Many times when I am out in public or anywhere for that matter and, I will see something in a store window perhaps that is bright and colorful.  It captivates my visual attention and senses so intensely, so magically and mysteriously, that I then experience a internal jolt inside my mind signalling that a new idea is being formed. I then experience what I call a "POP" sensation that goes out into my consciousness as a new idea or concept for something that appears to me.  The idea maybe be nothing like or even remotely similar to what triggered the idea in the first place.  It could be just a "glance" or a 'peek"at something and viola! the idea is born and processing in my mind.  This is what was happening to me so much, so intensely that I had to put the brakes on it it because it was clogging my memory and thought process. I had to constantly say to myself, "NO" as if I was talking to the child part of my mind like everyone has.  (they just show up differently for each of us)  Now don't get me wrong. This idea generating process is not all that bad. I have learned that it can create euphoria and an increase in certain brain chemicals like adrenaline and endorphins, as well as change brain activity (too much to go into here) that makes us feel super good.  I imagine it is like a runners high, but having it intermittently all day long!   If this idea generating process is not curtailed, it is in essence is like you are running here and there all day, everyday.  Imagine that? Sounds tiring just to write about it much less experience it in it's rare form.  This is what is so overwhelming about this brain idea creating and idea producing 'machine like' thinking process.   It is exhausting at times, stressful at others but mostly I say it's the most enjoyable fun one can have with their closest friend and toy like product, " their brain!"
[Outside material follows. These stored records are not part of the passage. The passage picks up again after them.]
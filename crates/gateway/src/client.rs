use std::future::Future;
use std::time::Duration;

use async_trait::async_trait;
use bitcoin::ScriptBuf;
use serde::Deserialize;
use serde_json::json;
use tracing::debug;
use utxo_core::{Address, Amount, Network, OutPoint, SignedTx, TxHash, Utxo};

use crate::config::GatewayConfig;
use crate::error::GatewayError;
use crate::rpc::RpcClient;

/// Upper confirmation bound used when listing UTXOs.
pub const MAX_CONFIRMATIONS: u32 = 999_999;

/// bitcoind's RPC_INVALID_ADDRESS_OR_KEY, returned for unknown transactions.
const RPC_INVALID_ADDRESS_OR_KEY: i64 = -5;

/// The gateway operations the chain client depends on.
///
/// Every call takes a timeout; when it elapses the call fails with
/// [`GatewayError::Cancelled`] and no partial result is returned.
#[async_trait]
pub trait Gateway: Send + Sync {
    /// Look up one output. Fails with `TxHashNotFound` when the transaction is
    /// unknown and `UtxoSpent` when the output is spent or does not exist.
    async fn fetch_utxo(&self, outpoint: OutPoint, timeout: Duration) -> Result<Utxo, GatewayError>;

    /// UTXOs the gateway's node has indexed for `address`.
    ///
    /// Addresses never imported into the node yield an empty list.
    async fn list_utxos(
        &self,
        address: &Address,
        min_confirmations: u32,
        max_confirmations: u32,
        timeout: Duration,
    ) -> Result<Vec<Utxo>, GatewayError>;

    async fn confirmations(&self, tx_hash: TxHash, timeout: Duration) -> Result<u64, GatewayError>;

    /// Submit a signed transaction, returning the hash reported by the node.
    async fn broadcast(&self, tx: &SignedTx, timeout: Duration) -> Result<TxHash, GatewayError>;
}

/// Run `fut`, giving up after `timeout`.
pub async fn with_timeout<T>(
    op: &'static str,
    timeout: Duration,
    fut: impl Future<Output = Result<T, GatewayError>>,
) -> Result<T, GatewayError> {
    tokio::time::timeout(timeout, fut)
        .await
        .map_err(|_| GatewayError::Cancelled { op, timeout })?
}

#[derive(Debug, Deserialize)]
struct RawTransaction {
    txid: String,
    #[serde(default)]
    confirmations: u64,
}

#[derive(Debug, Deserialize)]
struct TxOut {
    value: f64,
    #[serde(default)]
    confirmations: u64,
    #[serde(rename = "scriptPubKey")]
    script_pubkey: ScriptPubKey,
}

#[derive(Debug, Deserialize)]
struct ScriptPubKey {
    hex: String,
}

#[derive(Debug, Deserialize)]
struct Unspent {
    txid: String,
    vout: u32,
    amount: f64,
    #[serde(rename = "scriptPubKey")]
    script_pubkey: String,
    #[serde(default)]
    confirmations: u64,
    #[serde(rename = "redeemScript", default)]
    redeem_script: Option<String>,
}

/// [`Gateway`] over the gateway's HTTP JSON-RPC endpoint for one network.
pub struct HttpGateway {
    network: Network,
    rpc: RpcClient,
}

impl HttpGateway {
    pub fn new(network: Network, config: &GatewayConfig) -> Result<Self, GatewayError> {
        Self::with_url(network, config.endpoint(network), config)
    }

    /// Like [`HttpGateway::new`] but against an explicit endpoint URL.
    pub fn with_url(network: Network, url: String, config: &GatewayConfig) -> Result<Self, GatewayError> {
        let rpc = RpcClient::new(
            url,
            config.username.clone(),
            config.password.clone(),
            config.request_timeout(),
        )?;
        Ok(HttpGateway { network, rpc })
    }

    pub fn network(&self) -> Network {
        self.network
    }

    pub fn endpoint(&self) -> &str {
        self.rpc.url()
    }

    async fn raw_transaction(&self, op: &'static str, tx_hash: &str) -> Result<RawTransaction, GatewayError> {
        let not_found = || GatewayError::TxHashNotFound(tx_hash.to_string());
        match self.rpc.call(op, "getrawtransaction", json!([tx_hash, true])).await {
            Ok(Some(tx)) => Ok(tx),
            Ok(None) => Err(not_found()),
            Err(GatewayError::Node { code, .. }) if code == RPC_INVALID_ADDRESS_OR_KEY => Err(not_found()),
            Err(e) => Err(e),
        }
    }
}

#[async_trait]
impl Gateway for HttpGateway {
    async fn fetch_utxo(&self, outpoint: OutPoint, timeout: Duration) -> Result<Utxo, GatewayError> {
        const OP: &str = "fetch_utxo";
        with_timeout(OP, timeout, async {
            let hash = outpoint.tx_hash.to_string();
            let tx = self.raw_transaction(OP, &hash).await?;

            let out: TxOut = self
                .rpc
                .call(OP, "gettxout", json!([hash, outpoint.vout, true]))
                .await?
                .ok_or(GatewayError::UtxoSpent { outpoint })?;

            let tx_hash: TxHash = tx.txid.parse()?;
            let utxo = Utxo::new(
                OutPoint::new(tx_hash, outpoint.vout),
                Amount::from_coins(out.value)?,
                decode_script(OP, &out.script_pubkey.hex)?,
                out.confirmations,
                None,
            )?;
            Ok(utxo)
        })
        .await
    }

    async fn list_utxos(
        &self,
        address: &Address,
        min_confirmations: u32,
        max_confirmations: u32,
        timeout: Duration,
    ) -> Result<Vec<Utxo>, GatewayError> {
        const OP: &str = "list_utxos";
        with_timeout(OP, timeout, async {
            let address = address.encode()?;
            let unspent: Vec<Unspent> = self
                .rpc
                .call(OP, "listunspent", json!([min_confirmations, max_confirmations, [address]]))
                .await?
                .unwrap_or_default();
            debug!(%address, count = unspent.len(), "listed utxos");

            unspent
                .into_iter()
                .map(|entry| -> Result<Utxo, GatewayError> {
                    let redeem_script = entry
                        .redeem_script
                        .as_deref()
                        .map(|hex| decode_script(OP, hex))
                        .transpose()?;
                    Ok(Utxo::new(
                        OutPoint::parse(&entry.txid, entry.vout)?,
                        Amount::from_coins(entry.amount)?,
                        decode_script(OP, &entry.script_pubkey)?,
                        entry.confirmations,
                        redeem_script,
                    )?)
                })
                .collect()
        })
        .await
    }

    async fn confirmations(&self, tx_hash: TxHash, timeout: Duration) -> Result<u64, GatewayError> {
        const OP: &str = "confirmations";
        with_timeout(OP, timeout, async {
            let tx = self.raw_transaction(OP, &tx_hash.to_string()).await?;
            Ok(tx.confirmations)
        })
        .await
    }

    async fn broadcast(&self, tx: &SignedTx, timeout: Duration) -> Result<TxHash, GatewayError> {
        const OP: &str = "broadcast";
        let raw = tx.serialize_hex()?;
        with_timeout(OP, timeout, async {
            let hash: String = match self.rpc.call(OP, "sendrawtransaction", json!([raw])).await {
                Ok(Some(hash)) => hash,
                Ok(None) => {
                    return Err(GatewayError::InvalidResponse {
                        op: OP,
                        detail: "null transaction hash".into(),
                    })
                }
                Err(GatewayError::Node { code, message, .. }) => {
                    return Err(GatewayError::Rejected { code, message })
                }
                Err(e) => return Err(e),
            };
            Ok(hash.parse()?)
        })
        .await
    }
}

fn decode_script(op: &'static str, hex_script: &str) -> Result<ScriptBuf, GatewayError> {
    hex::decode(hex_script)
        .map(ScriptBuf::from)
        .map_err(|e| GatewayError::InvalidResponse {
            op,
            detail: format!("script {hex_script:?}: {e}"),
        })
}
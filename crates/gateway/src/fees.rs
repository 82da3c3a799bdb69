//! Fee-per-byte estimates with a per-tier TTL cache.
//!
//! Each speed tier has its own slot guarded by an async mutex. The caller
//! that finds a slot empty or stale fetches while holding that slot's lock,
//! so concurrent callers for the same tier wait for the one in-flight fetch
//! and then read its result instead of issuing their own. Tiers refresh
//! independently. A failed fetch leaves the slot untouched, so the next
//! caller retries.

use std::fmt;
use std::sync::Arc;
use std::time::Duration;

use async_trait::async_trait;
use serde::Deserialize;
use tokio::sync::Mutex;
use tokio::time::Instant;
use tracing::{debug, warn};
use utxo_core::Amount;

use crate::config::GatewayConfig;
use crate::error::FeeError;

/// How quickly a transaction should confirm.
#[derive(Debug, Clone, Copy, PartialEq, Eq, Hash)]
pub enum TxSpeed {
    /// About an hour.
    Slow,
    /// About half an hour.
    Standard,
    /// The next block.
    Fast,
}

impl TxSpeed {
    pub const ALL: [TxSpeed; 3] = [TxSpeed::Slow, TxSpeed::Standard, TxSpeed::Fast];

    fn slot(self) -> usize {
        match self {
            TxSpeed::Slow => 0,
            TxSpeed::Standard => 1,
            TxSpeed::Fast => 2,
        }
    }
}

impl fmt::Display for TxSpeed {
    fn fmt(&self, f: &mut fmt::Formatter<'_>) -> fmt::Result {
        f.write_str(match self {
            TxSpeed::Slow => "slow",
            TxSpeed::Standard => "standard",
            TxSpeed::Fast => "fast",
        })
    }
}

/// A cached fee rate for one speed tier.
#[derive(Debug, Clone, Copy, PartialEq, Eq)]
pub struct FeeQuote {
    pub speed: TxSpeed,
    pub per_byte: Amount,
    pub fetched_at: Instant,
}

impl FeeQuote {
    pub fn is_fresh(&self, ttl: Duration, now: Instant) -> bool {
        now.saturating_duration_since(self.fetched_at) < ttl
    }
}

/// Upstream provider of fee rates.
#[async_trait]
pub trait FeeSource: Send + Sync {
    /// Current fee per byte for `speed`.
    async fn fetch(&self, speed: TxSpeed) -> Result<Amount, FeeError>;
}

#[derive(Debug, Deserialize)]
#[serde(rename_all = "camelCase")]
struct RecommendedFees {
    fastest_fee: i64,
    half_hour_fee: i64,
    hour_fee: i64,
}

/// Fee source reading a `{fastestFee, halfHourFee, hourFee}` JSON document.
pub struct HttpFeeSource {
    http: reqwest::Client,
    url: String,
}

impl HttpFeeSource {
    pub fn new(url: impl Into<String>, timeout: Duration) -> Result<Self, FeeError> {
        let http = reqwest::Client::builder()
            .timeout(timeout)
            .build()
            .map_err(|e| FeeError::Request(e.to_string()))?;
        Ok(HttpFeeSource { http, url: url.into() })
    }
}

#[async_trait]
impl FeeSource for HttpFeeSource {
    async fn fetch(&self, speed: TxSpeed) -> Result<Amount, FeeError> {
        let response = self
            .http
            .get(&self.url)
            .send()
            .await
            .map_err(|e| FeeError::Request(e.to_string()))?;
        if !response.status().is_success() {
            return Err(FeeError::Status(response.status().as_u16()));
        }
        let fees: RecommendedFees = response
            .json()
            .await
            .map_err(|e| FeeError::InvalidResponse(e.to_string()))?;

        let per_byte = match speed {
            TxSpeed::Fast => fees.fastest_fee,
            TxSpeed::Standard => fees.half_hour_fee,
            TxSpeed::Slow => fees.hour_fee,
        };
        if per_byte < 0 {
            return Err(FeeError::InvalidResponse(format!("negative fee rate {per_byte}")));
        }
        Ok(Amount::from_sat(per_byte))
    }
}

/// TTL-cached fee estimates with a fixed fallback.
pub struct FeeOracle {
    source: Arc<dyn FeeSource>,
    ttl: Duration,
    fallback: Amount,
    slots: [Mutex<Option<FeeQuote>>; 3],
}

impl FeeOracle {
    pub fn new(source: Arc<dyn FeeSource>, ttl: Duration, fallback: Amount) -> Self {
        FeeOracle {
            source,
            ttl,
            fallback,
            slots: [Mutex::new(None), Mutex::new(None), Mutex::new(None)],
        }
    }

    /// Oracle backed by the configured HTTP fee source.
    pub fn from_config(config: &GatewayConfig) -> Result<Self, FeeError> {
        let source = HttpFeeSource::new(config.fee_source_url.clone(), config.request_timeout())?;
        Ok(FeeOracle::new(Arc::new(source), config.fee_ttl(), config.fallback_fee))
    }

    pub fn fallback(&self) -> Amount {
        self.fallback
    }

    /// Fee per byte for `speed`, served from cache while fresh.
    pub async fn fee_per_byte(&self, speed: TxSpeed) -> Result<Amount, FeeError> {
        let mut slot = self.slots[speed.slot()].lock().await;
        if let Some(quote) = *slot {
            if quote.is_fresh(self.ttl, Instant::now()) {
                return Ok(quote.per_byte);
            }
        }

        debug!(%speed, "refreshing fee quote");
        let per_byte = self.source.fetch(speed).await?;
        *slot = Some(FeeQuote {
            speed,
            per_byte,
            fetched_at: Instant::now(),
        });
        Ok(per_byte)
    }

    /// Total fee for a transaction of `tx_size` bytes.
    ///
    /// Never fails: if no rate can be obtained the fallback fee is returned
    /// as the total.
    pub async fn suggest_fee(&self, speed: TxSpeed, tx_size: usize) -> Amount {
        let fee = self.fee_per_byte(speed).await.and_then(|per_byte| {
            i64::try_from(tx_size)
                .ok()
                .and_then(|size| per_byte.checked_mul(size))
                .ok_or(FeeError::Overflow {
                    per_byte: per_byte.to_sat(),
                    size: tx_size,
                })
        });
        match fee {
            Ok(fee) => fee,
            Err(e) => {
                warn!(error = %e, %speed, fallback = %self.fallback, "fee estimation failed, using fallback");
                self.fallback
            }
        }
    }

    /// The cached quote for `speed`, fresh or not.
    pub async fn cached(&self, speed: TxSpeed) -> Option<FeeQuote> {
        *self.slots[speed.slot()].lock().await
    }
}

#[cfg(test)]
mod tests {
    use super::*;
    use std::sync::atomic::{AtomicUsize, Ordering};

    const TTL: Duration = Duration::from_secs(30 * 60);
    const FALLBACK: Amount = Amount::from_sat(10_000);

    struct CountingSource {
        fetches: AtomicUsize,
        rate: Option<i64>,
        delay: Duration,
    }

    impl CountingSource {
        fn ok(rate: i64) -> Arc<Self> {
            Arc::new(CountingSource {
                fetches: AtomicUsize::new(0),
                rate: Some(rate),
                delay: Duration::ZERO,
            })
        }

        fn failing() -> Arc<Self> {
            Arc::new(CountingSource {
                fetches: AtomicUsize::new(0),
                rate: None,
                delay: Duration::ZERO,
            })
        }

        fn count(&self) -> usize {
            self.fetches.load(Ordering::SeqCst)
        }
    }

    #[async_trait]
    impl FeeSource for CountingSource {
        async fn fetch(&self, speed: TxSpeed) -> Result<Amount, FeeError> {
            self.fetches.fetch_add(1, Ordering::SeqCst);
            if !self.delay.is_zero() {
                tokio::time::sleep(self.delay).await;
            }
            let rate = self.rate.ok_or_else(|| FeeError::Request("connection refused".into()))?;
            // Distinct rates per tier make cross-tier mixups visible.
            Ok(Amount::from_sat(rate + speed.slot() as i64))
        }
    }

    #[tokio::test(start_paused = true)]
    async fn cached_within_ttl_and_refreshed_after() {
        let source = CountingSource::ok(20);
        let oracle = FeeOracle::new(source.clone(), TTL, FALLBACK);

        assert_eq!(oracle.suggest_fee(TxSpeed::Slow, 100).await, Amount::from_sat(2_000));
        tokio::time::advance(Duration::from_secs(29 * 60)).await;
        assert_eq!(oracle.suggest_fee(TxSpeed::Slow, 100).await, Amount::from_sat(2_000));
        assert_eq!(source.count(), 1);

        tokio::time::advance(Duration::from_secs(2 * 60)).await;
        assert_eq!(oracle.suggest_fee(TxSpeed::Slow, 100).await, Amount::from_sat(2_000));
        assert_eq!(source.count(), 2);
    }

    #[tokio::test(start_paused = true)]
    async fn tiers_are_cached_independently() {
        let source = CountingSource::ok(10);
        let oracle = FeeOracle::new(source.clone(), TTL, FALLBACK);

        assert_eq!(oracle.fee_per_byte(TxSpeed::Slow).await.unwrap(), Amount::from_sat(10));
        assert_eq!(oracle.fee_per_byte(TxSpeed::Fast).await.unwrap(), Amount::from_sat(12));
        assert_eq!(oracle.fee_per_byte(TxSpeed::Fast).await.unwrap(), Amount::from_sat(12));
        assert_eq!(source.count(), 2);
        assert!(oracle.cached(TxSpeed::Standard).await.is_none());
        assert_eq!(oracle.cached(TxSpeed::Fast).await.unwrap().speed, TxSpeed::Fast);
    }

    #[tokio::test(start_paused = true)]
    async fn concurrent_callers_share_one_fetch() {
        let source = Arc::new(CountingSource {
            fetches: AtomicUsize::new(0),
            rate: Some(5),
            delay: Duration::from_millis(500),
        });
        let oracle = Arc::new(FeeOracle::new(source.clone(), TTL, FALLBACK));

        let handles: Vec<_> = (0..16)
            .map(|_| {
                let oracle = oracle.clone();
                tokio::spawn(async move { oracle.suggest_fee(TxSpeed::Standard, 10).await })
            })
            .collect();
        for handle in handles {
            assert_eq!(handle.await.unwrap(), Amount::from_sat(60));
        }
        assert_eq!(source.count(), 1);
    }

    #[tokio::test(start_paused = true)]
    async fn failure_returns_fallback_and_is_not_cached() {
        let source = CountingSource::failing();
        let oracle = FeeOracle::new(source.clone(), TTL, FALLBACK);

        assert_eq!(oracle.suggest_fee(TxSpeed::Fast, 250).await, FALLBACK);
        assert_eq!(oracle.suggest_fee(TxSpeed::Fast, 250).await, FALLBACK);
        assert_eq!(source.count(), 2);
        assert!(oracle.cached(TxSpeed::Fast).await.is_none());
    }

    #[tokio::test]
    async fn overflowing_fee_falls_back() {
        let oracle = FeeOracle::new(CountingSource::ok(i64::MAX - 2), TTL, FALLBACK);
        assert_eq!(oracle.suggest_fee(TxSpeed::Slow, 2).await, FALLBACK);
    }

    #[test]
    fn freshness_boundary() {
        let now = Instant::now();
        let quote = FeeQuote {
            speed: TxSpeed::Slow,
            per_byte: Amount::from_sat(1),
            fetched_at: now,
        };
        assert!(quote.is_fresh(TTL, now + TTL - Duration::from_nanos(1)));
        assert!(!quote.is_fresh(TTL, now + TTL));
    }

    #[test]
    fn recommended_fees_shape() {
        let fees: RecommendedFees =
            serde_json::from_str(r#"{"fastestFee":40,"halfHourFee":30,"hourFee":12}"#).unwrap();
        assert_eq!((fees.fastest_fee, fees.half_hour_fee, fees.hour_fee), (40, 30, 12));
    }
}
There is one more thing I'd like to share about this creative way of thinking.  I want to discuss to tell about the life of the most brilliant man I have ever known and the one who was never, ever short of ideas, my Dad!  My smart, funny and so super creative Dad was the gasoline that made the car run and run in life he he did. He was a toy inventor for Kohner Bros. Toys and everything he looked at, everything he experienced was seen and felt through the lens of his intriguing, fascinating and brilliant mind.  He was playful, imaginative, innovative in every way.  His mind was always going even when he was working or drafting one thing, he was thinking up a slue of other products, toys and inventions at the same time!.  To me, he was the ultimate creator and one inventor that created the imaginary world we live in.  Nothing passed his spirit and soul without being absorbed into his brain and juggled around and then pushed back out producing sketches, drawings and demonstrations of the wildest, funniest things one can imagine.  He was said to have "done the work of what would have been five men", at Kohner Bros. Toys.!  He was prolific in every sense of the word. He used up every minute of time creating and his nourishment for a mind that was way ahead of it's time. Creativity was no laughing matter for my Dad, but then again, it was the laughing matter!  My Dad, the man who could create something, anything that would help one to leap tall buildings 'with out' needing a single bound.  The man that turned the creative world on his head, was not able to insulate himself from the stress of life and the enormous responsibility he had.  Four children and no 'Momma to care for my siblings and me.  My Gram helped and tried and did her best but it was fate that had already been handed down.  My Dad, the light of my life, the man who knew how to have fun and how to show me how to express myself and have fun too, as well as the creator who taught me how to live as a creative soul, tragically lost his life at the age of 40 from a heart attack
That was truly...the day the music died.

So, after that experience, life certainly moved on but it is lived from a different perspective and purpose. Everyone who has ever known me knows that creativity became and is now the center of my life with the 'ideaphoria' pattern of thinking becoming an everyday experience.  Now, when I experience the 'ideaphoria', I don't feel as annoyed, angry, frustrated or upset anymore as one would expect. Actually, I now welcome it at times because I think that every time an idea comes to my mind, it is a little message, a sign and reminder that my Dad is watching over me and filling my heart with lots of creative ideas and concepts which he loved so much. I feel it is a way of communicating with him. I carry on his legacy in a unusual way and hope that I share even some small amount of the extraordinary abilities my Dad may have passed down to me both genetically and experiential?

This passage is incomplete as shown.